What is the role of cheminformatics in a pandemic?
Journal of Cheminformatics volume 13, Article number: 16 (2021)
The COVID-19 pandemic has led to a spike in research output [1, 2] surrounding all aspects of the disease, ranging in scale from the molecular to the population level. There have been many preprints (and subsequent journal publications) in the field of cheminformatics that attempt to address the discovery of therapeutics against the disease. For example, numerous virtual screening publications have proposed potentially interesting candidates (for an overview see this Scholia page ). During a recent conversation with our Editorial Board we discussed the possibility of a thematic issue in the Journal of Cheminformatics on COVID-19. We have decided instead to maintain our focus on novel cheminformatics and reiterate the requirement that studies proposing compounds as putative prophylactics or therapeutics be backed up by experimental validation, irrespective of whether the target is COVID-19 or some other disease.
Computation is necessary, but not sufficient
The urgency of the COVID-19 epidemic presents a number of challenges for the computational chemistry and informatics research community.

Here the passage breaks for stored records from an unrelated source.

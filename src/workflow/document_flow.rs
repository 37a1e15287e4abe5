//! 文档处理流程 - 流程层
//!
//! 核心职责：定义"一份题库"的完整处理流程
//!
//! 流程顺序：
//! 1. 取出每页文本（不存在 / 读取失败 → 跳过该文档）
//! 2. 逐页切分题目
//! 3. 逐题识别章节，生成 `QuestionRecord`

use tracing::{debug, warn};

use crate::error::SourceError;
use crate::infrastructure::PageTextProvider;
use crate::models::QuestionRecord;
use crate::services::{QuestionSegmenter, TopicClassifier};
use crate::workflow::page_ctx::PageCtx;

/// 文档处理状态
#[derive(Debug, Clone, PartialEq, Eq)]
pub enum DocumentStatus {
    /// 处理成功
    Extracted { pages: usize },
    /// 文档不存在（允许，不算错误）
    Unavailable,
    /// 文档存在但无法读取
    Failed { reason: String },
}

/// 单个文档的处理结果
#[derive(Debug, Clone, PartialEq, Eq)]
pub struct DocumentExtraction {
    pub document_id: String,
    pub status: DocumentStatus,
    /// 失败时为空，不保留部分结果
    pub records: Vec<QuestionRecord>,
}

/// 文档处理流程
///
/// - 不持有文档资源，由调用方传入 provider
/// - 只依赖业务能力（切分 / 章节识别）
#[derive(Debug, Clone)]
pub struct DocumentFlow {
    segmenter: QuestionSegmenter,
    classifier: TopicClassifier,
}

impl DocumentFlow {
    pub fn new(segmenter: QuestionSegmenter, classifier: TopicClassifier) -> Self {
        Self {
            segmenter,
            classifier,
        }
    }

    pub fn classifier(&self) -> &TopicClassifier {
        &self.classifier
    }

    pub fn run(&self, provider: &dyn PageTextProvider, document_id: &str) -> DocumentExtraction {
        match provider.pages(document_id) {
            Ok(pages) => {
                let records = self.records_from_pages(document_id, &pages);
                DocumentExtraction {
                    document_id: document_id.to_string(),
                    status: DocumentStatus::Extracted { pages: pages.len() },
                    records,
                }
            }
            Err(SourceError::Unavailable { .. }) => {
                debug!("{} 不存在，跳过", document_id);
                DocumentExtraction {
                    document_id: document_id.to_string(),
                    status: DocumentStatus::Unavailable,
                    records: Vec::new(),
                }
            }
            Err(SourceError::ReadFailed { reason, .. }) => {
                warn!("读取 {} 失败: {}", document_id, reason);
                DocumentExtraction {
                    document_id: document_id.to_string(),
                    status: DocumentStatus::Failed { reason },
                    records: Vec::new(),
                }
            }
        }
    }

    /// 按页序、页内顺序生成题目记录
    pub fn records_from_pages(&self, document_id: &str, pages: &[String]) -> Vec<QuestionRecord> {
        let mut records = Vec::new();

        for (index, page_text) in pages.iter().enumerate() {
            let ctx = PageCtx::new(document_id, index as u32 + 1);

            let blocks = self.segmenter.segment(page_text);
            debug!("{} 切分出 {} 道题", ctx, blocks.len());

            for block in blocks {
                let topics = self.classifier.classify(&block);
                records.push(QuestionRecord::new(ctx.document_id, ctx.page_number, block, topics));
            }
        }

        records
    }
}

While control and mitigation of viral spread is a primary focus of health systems, this is closely tied to identifying pre-existing or novel therapeutic approaches to treat the disease itself.
Cheminformatics approaches are one set of tools in the computational toolbox that can be applied to therapeutic discovery. Given the availability of Open Source and commercial tools, coupled with public data, we have seen many studies that have prioritized compounds as potential therapeutic candidates. From the point of view of this journal, straightforward applications of pre-existing or well-known pipelines are out of scope for research articles .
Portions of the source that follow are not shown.